Die schwerste Krise begann, als ich versuchte sie auszutricksen, indem ich ihr eines Tages die Tastatur eines Akkordeons vorhielt und sie zum Spielen aufforderte. Sie war fassungslos über diesen hinterhältigen Versuch, sie zur Arbeit zu zwingen, und schritt zur Tat. Zu Beginn kollaborierte sie mit den Sehnen, die aus Angst vor ihrer herrischen Art brav eine Entzündung ausbrüteten, um ihr Zeit zum Nachdenken zu verschaffen, welche sie für intensive Nachforschungen auf verschiedensten Ebenen nutzte, um schließlich herauszufinden, wer der Ansprechpartner für ihren raffinierten Plan war. Die Hypophyse gab ihr – nach reichlichem Widerstand, ich muss das honorieren, sie hat sich redlich bemüht – das Geheimnis preis: Sie hatte die Herrschaft über das Somatotropin, die Lösung all ihrer Probleme, inne. Man einigte sich, die Hypophyse durfte weiter produzieren, nur keine Lieferungen mehr an die rechte Hand zustellen.
Kurz, sie hörte auf zu wachsen.
Ich schleppte sie zu allen erdenklichen Spezialisten, die sie begrapschten und von allen Seiten fotografierten. Sie kam sogar ins Rampenlicht, als Stargast in einem medizinischen Fachartikel.
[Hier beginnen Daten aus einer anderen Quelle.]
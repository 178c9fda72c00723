// tests/variables.rs

use std::error::Error;
use std::sync::Arc;

use planrun::engine::{RunOutcome, Scheduler, SchedulerOptions, StaticSource};
use planrun::exec::ConsoleSource;
use planrun::state::{MemorySink, StateStore};
use planrun::types::Status;
use planrun_test_utils::builders::{ActionBuilder, PlanBuilder};
use planrun_test_utils::console::ScriptedConsole;
use planrun_test_utils::fake_executor::FakeExecutor;
use planrun_test_utils::{init_tracing, with_timeout};

type TestResult = Result<(), Box<dyn Error>>;

#[tokio::test]
async fn set_action_value_reaches_later_actions() -> TestResult {
    init_tracing();
    let plan = PlanBuilder::new()
        .variable("target")
        .with_action(ActionBuilder::set("pick", "target", "staging"))
        .with_action(ActionBuilder::command("deploy", "deploy --to ${target}").after("pick"))
        .build();
    let fake = FakeExecutor::new().assigning("pick", "target", "prod");
    let store = StateStore::fresh(&plan, Box::new(MemorySink::new()));

    let mut scheduler = Scheduler::new(
        &plan,
        store,
        Arc::new(fake.clone()),
        StaticSource::new(),
        SchedulerOptions::default(),
    );
    let report = with_timeout(scheduler.run()).await?;

    assert_eq!(report.outcome, RunOutcome::Completed);
    let seen = fake.variables_for("deploy").unwrap();
    assert_eq!(seen.get("target").map(String::as_str), Some("prod"));
    assert!(scheduler.variables().source().asked().is_empty());
    assert_eq!(
        scheduler.variables().get("target").unwrap().provenance.to_string(),
        "action:pick"
    );
    Ok(())
}

#[tokio::test]
async fn unresolvable_variable_fails_only_that_branch() -> TestResult {
    let plan = PlanBuilder::new()
        .variable("host")
        .with_action(ActionBuilder::command("restart", "restart ${host}"))
        .with_action(ActionBuilder::command("verify", "true").after("restart"))
        .command("unrelated", &[])
        .build();
    let fake = FakeExecutor::new();
    let store = StateStore::fresh(&plan, Box::new(MemorySink::new()));

    let mut scheduler = Scheduler::new(
        &plan,
        store,
        Arc::new(fake.clone()),
        StaticSource::new(),
        SchedulerOptions::default(),
    );
    let report = with_timeout(scheduler.run()).await?;

    assert_eq!(report.outcome, RunOutcome::Stalled);
    let store = scheduler.into_store();
    assert_eq!(store.status_of("restart"), Some(Status::Failed));
    assert_eq!(store.status_of("verify"), Some(Status::Blocked));
    assert_eq!(store.status_of("unrelated"), Some(Status::Succeeded));
    assert_eq!(fake.count("restart"), 0);

    let summary = store.state().record("restart").unwrap().summary.clone().unwrap();
    assert!(summary.contains("'host'"), "summary: {summary}");
    Ok(())
}

#[tokio::test]
async fn unresolvable_variable_is_asked_for_once_per_run() -> TestResult {
    let plan = PlanBuilder::new()
        .variable("host")
        .with_action(ActionBuilder::command("drain", "drain ${host}"))
        .with_action(ActionBuilder::command("flush", "flush ${host}"))
        .build();
    let fake = FakeExecutor::new();
    let store = StateStore::fresh(&plan, Box::new(MemorySink::new()));

    let mut scheduler = Scheduler::new(
        &plan,
        store,
        Arc::new(fake.clone()),
        StaticSource::new(),
        SchedulerOptions::default(),
    );
    let report = with_timeout(scheduler.run()).await?;

    assert_eq!(report.outcome, RunOutcome::Stalled);
    assert_eq!(scheduler.variables().source().asked(), &["host".to_string()]);
    assert_eq!(fake.calls(), 0);

    let store = scheduler.into_store();
    for id in ["drain", "flush"] {
        assert_eq!(store.status_of(id), Some(Status::Failed));
        let summary = store.state().record(id).unwrap().summary.clone().unwrap();
        assert!(summary.contains("input is disabled"), "summary: {summary}");
    }
    Ok(())
}

#[tokio::test]
async fn declared_value_and_cli_preset_skip_the_source() -> TestResult {
    let plan = PlanBuilder::new()
        .variable_with_value("region", "eu-west-1")
        .variable("user")
        .with_action(ActionBuilder::command("login", "ssh ${user}@bastion.${region}"))
        .build();
    let fake = FakeExecutor::new();
    let store = StateStore::fresh(&plan, Box::new(MemorySink::new()));

    let mut scheduler = Scheduler::new(
        &plan,
        store,
        Arc::new(fake.clone()),
        StaticSource::new().with("user", "from-source"),
        SchedulerOptions::default(),
    );
    scheduler.preset_variable("user", "ops");
    with_timeout(scheduler.run()).await?;

    let seen = fake.variables_for("login").unwrap();
    assert_eq!(seen["user"], "ops");
    assert_eq!(seen["region"], "eu-west-1");
    assert!(scheduler.variables().source().asked().is_empty());
    Ok(())
}

#[tokio::test]
async fn console_answers_are_asked_once_and_shared() -> TestResult {
    let plan = PlanBuilder::new()
        .variable("host")
        .with_action(ActionBuilder::command("stop", "systemctl -H ${host} stop app"))
        .with_action(ActionBuilder::command("start", "systemctl -H ${host} start app").after("stop"))
        .build();

    let console = ScriptedConsole::new(["  db7  "]);
    let fake = FakeExecutor::new();
    let store = StateStore::fresh(&plan, Box::new(MemorySink::new()));

    let mut scheduler = Scheduler::new(
        &plan,
        store,
        Arc::new(fake.clone()),
        ConsoleSource::new(Arc::new(console.clone())),
        SchedulerOptions::default(),
    );
    let report = with_timeout(scheduler.run()).await?;

    assert_eq!(report.outcome, RunOutcome::Completed);
    assert_eq!(console.questions(), vec!["Provide a value for host "]);
    assert_eq!(fake.variables_for("start").unwrap()["host"], "db7");
    Ok(())
}

#[tokio::test]
async fn persisted_variables_are_reused_on_resume() -> TestResult {
    let plan = PlanBuilder::new()
        .persist_variables()
        .variable("host")
        .with_action(ActionBuilder::command("stop", "stop ${host}"))
        .with_action(ActionBuilder::command("start", "start ${host}").after("stop"))
        .build();

    let sink = MemorySink::new();
    let first = FakeExecutor::new().failing("start");
    let mut scheduler = Scheduler::new(
        &plan,
        StateStore::fresh(&plan, Box::new(sink.clone())),
        Arc::new(first),
        StaticSource::new().with("host", "db1"),
        SchedulerOptions::default(),
    );
    with_timeout(scheduler.run()).await?;

    let snapshot = sink.last().unwrap();
    let stored = &snapshot.variables["host"];
    assert_eq!(stored.value, "db1");
    assert_eq!(stored.provenance, "source:static");

    let second = FakeExecutor::new();
    let store = StateStore::load(&plan, snapshot, Box::new(MemorySink::new()))?;
    let mut options = SchedulerOptions::from_settings(plan.settings());
    options.retry_failed = true;
    let mut scheduler = Scheduler::new(&plan, store, Arc::new(second.clone()), StaticSource::new(), options);
    let report = with_timeout(scheduler.run()).await?;

    assert_eq!(report.outcome, RunOutcome::Completed);
    assert_eq!(second.variables_for("start").unwrap()["host"], "db1");
    assert!(scheduler.variables().source().asked().is_empty());
    Ok(())
}

#[tokio::test]
async fn variables_stay_out_of_the_snapshot_unless_persisted() -> TestResult {
    let plan = PlanBuilder::new()
        .variable("host")
        .with_action(ActionBuilder::command("ping", "ping ${host}"))
        .build();

    let sink = MemorySink::new();
    let mut scheduler = Scheduler::new(
        &plan,
        StateStore::fresh(&plan, Box::new(sink.clone())),
        Arc::new(FakeExecutor::new()),
        StaticSource::new().with("host", "db1"),
        SchedulerOptions::default(),
    );
    with_timeout(scheduler.run()).await?;

    let snapshot = sink.last().unwrap();
    assert!(snapshot.variables.is_empty());
    assert!(!snapshot.to_json()?.contains("db1"));
    Ok(())
}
Das passte ihr natürlich gar nicht. Ihr Plan hatte zum Ziel gehabt, endlich für alle Zeiten in Ruhe gelassen zu werden, und sie sann auf Rache.
Wieder gelang es ihr, andere Körperteile einzuschüchtern. Sie verhalfen ihr dazu, dass sie mir einen bösen juckenden Ausschlag, eine äußerst schmerzhafte Nagelbettentzündung und danach auch noch gichtähnliche Symptome bescherte.
Nun wurde ich meinerseits auch langsam ungemütlich. Jahrelang hatte ich zugesehen, vieles verstanden, aus Gutmütigkeit über einiges hinweggesehen, mich von ihrer unschlagbaren Überzeugungskraft blenden lassen. Ihr Lieblingsargument war die Macht, die sie per se immer schon hatte, was sie mit zahlreichen Wendungen belegte: etwas in der Hand haben, eine Sache nicht aus der Hand geben, jemandem aus der Hand fressen – sogar mein Schicksal könne ich mir aus ihr lesen lassen!
Ihre letzten Eskapaden hatten mich ungeachtet ihres rhetorischen Genies endgültig an den Punkt getrieben, wo ich die Sache – jawohl, in die Hand nehmen musste.

Wir gehen jetzt einmal die Woche zum Therapeuten und ich beginne leise zu hoffen, dass sie doch noch vernünftig wird.
Hand aufs Herz, so geht es doch wirklich nicht, oder?